Transfection and Homologous Recombination Involving Single-Stranded DNA Substrates in Mammalian Cells and Nuclear Extracts

We have examined the ability of single-stranded DNA to participate in homologous recombination reactions in mammalian cells and nuclear extracts derived from them. We have inserted a fragment of the neo gene into the single-stranded DNA phage vector M13 mp11. The neo fragment was derived from a deletion derivative of the prokaryotic-eukaryotic shuttle vector pSV2neo. The resulting single-stranded DNA was mixed with a double-stranded deletion derivative of pSV2neo and tested for recombination in human cells, monkey cells, and nuclear extracts obtained from human cells. We were able to obtain recombinant molecules containing wild-type neo genes in all three systems.
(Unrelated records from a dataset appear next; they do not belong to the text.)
use chrono::NaiveDate;
use serde::{Deserialize, Serialize};

use super::slot::{date_key, parse_date_key, parse_time_key, text_field, time_key, Slot, SlotKey};

/// Response body of `getBooking`. Every field is optional: an empty object
/// (or a partially filled one) means the address has no booking. Cells may
/// come back as numbers and are read as text.
#[derive(Debug, Clone, Default, PartialEq, Eq, Serialize, Deserialize)]
#[serde(default, rename_all = "camelCase")]
pub struct BookingRecord {
    #[serde(deserialize_with = "text_field")]
    pub visit1_date: Option<String>,
    #[serde(deserialize_with = "text_field")]
    pub visit1_time: Option<String>,
    #[serde(deserialize_with = "text_field")]
    pub visit2_date: Option<String>,
    #[serde(deserialize_with = "text_field")]
    pub visit2_time: Option<String>,
}

impl BookingRecord {
    pub fn is_empty(&self) -> bool {
        self.visit1_date.is_none()
            && self.visit1_time.is_none()
            && self.visit2_date.is_none()
            && self.visit2_time.is_none()
    }
}

/// A confirmed pair of visits held by one verified address.
#[derive(Debug, Clone, PartialEq, Eq, Serialize)]
#[serde(rename_all = "camelCase")]
pub struct Booking {
    pub visit1_date: String,
    pub visit1_time: String,
    pub visit2_date: String,
    pub visit2_time: String,
}

fn normalize_date(raw: &str) -> String {
    parse_date_key(raw)
        .map(date_key)
        .unwrap_or_else(|_| raw.trim().to_string())
}

fn normalize_time(raw: &str) -> String {
    parse_time_key(raw)
        .map(time_key)
        .unwrap_or_else(|_| raw.trim().to_string())
}

fn non_blank(value: Option<String>) -> Option<String> {
    value.filter(|v| !v.trim().is_empty())
}

impl Booking {
    /// Builds a booking from a `getBooking` response.
    ///
    /// Returns `None` unless all four fields are present. Values that parse as
    /// date/time keys are normalized; anything else is kept as sent so it can
    /// still be shown to the user.
    pub fn from_record(record: BookingRecord) -> Option<Self> {
        let visit1_date = non_blank(record.visit1_date)?;
        let visit1_time = non_blank(record.visit1_time)?;
        let visit2_date = non_blank(record.visit2_date)?;
        let visit2_time = non_blank(record.visit2_time)?;

        Some(Self {
            visit1_date: normalize_date(&visit1_date),
            visit1_time: normalize_time(&visit1_time),
            visit2_date: normalize_date(&visit2_date),
            visit2_time: normalize_time(&visit2_time),
        })
    }

    pub fn from_slots(visit1: &Slot, visit2: &Slot) -> Self {
        Self {
            visit1_date: date_key(visit1.date),
            visit1_time: time_key(visit1.time),
            visit2_date: date_key(visit2.date),
            visit2_time: time_key(visit2.time),
        }
    }

    pub fn visit1_key(&self) -> Option<SlotKey> {
        format!("{}|{}", self.visit1_date, self.visit1_time).parse().ok()
    }

    pub fn visit2_key(&self) -> Option<SlotKey> {
        format!("{}|{}", self.visit2_date, self.visit2_time).parse().ok()
    }

    pub fn describe_visit1(&self) -> String {
        describe_visit(&self.visit1_date, &self.visit1_time)
    }

    pub fn describe_visit2(&self) -> String {
        describe_visit(&self.visit2_date, &self.visit2_time)
    }
}

impl From<Booking> for BookingRecord {
    fn from(booking: Booking) -> Self {
        Self {
            visit1_date: Some(booking.visit1_date),
            visit1_time: Some(booking.visit1_time),
            visit2_date: Some(booking.visit2_date),
            visit2_time: Some(booking.visit2_time),
        }
    }
}

/// Formats a booked visit as `Tuesday, July 22, 2025 at 09:00`, falling back
/// to the raw values when the date is not a calendar key.
pub fn describe_visit(date: &str, time: &str) -> String {
    match NaiveDate::parse_from_str(date.trim(), "%Y-%m-%d") {
        Ok(day) => format!("{} at {}", day.format("%A, %B %-d, %Y"), time),
        Err(_) => format!("{} at {}", date, time),
    }
}

/// Parameters of `submitBooking`.
#[derive(Debug, Clone, PartialEq, Eq)]
pub struct SubmissionRequest {
    pub address: String,
    pub name: String,
    pub visit1: SlotKey,
    pub visit2: SlotKey,
}

/// Response body of `submitBooking`.
#[derive(Debug, Clone, Default, PartialEq, Eq, Serialize, Deserialize)]
pub struct SubmitOutcome {
    pub success: bool,
    #[serde(default, skip_serializing_if = "Option::is_none")]
    pub message: Option<String>,
}

/// Response body of `cancelBooking`. `success == false` means the backend
/// found no booking for the address.
#[derive(Debug, Clone, Copy, Default, PartialEq, Eq, Serialize, Deserialize)]
pub struct CancelOutcome {
    pub success: bool,
}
Examination of the products of recombination indicated that they resulted from correction of the deletion in the double-stranded DNA substrate. We were unable to detect any extensive conversion of single-stranded DNA into its double-stranded counterpart before it participated in the recombination reaction. We have also tested the ability of single-stranded DNA to yield transfectants. When a single-stranded DNA derivative of the herpes simplex virus thymidine kinase (TK) gene was introduced into mouse L-M(TK-) cells, we were able to obtain TK+ colonies. From these results, we conclude that single-stranded DNA can participate in transfection as well as homologous recombination reactions in mammalian cells.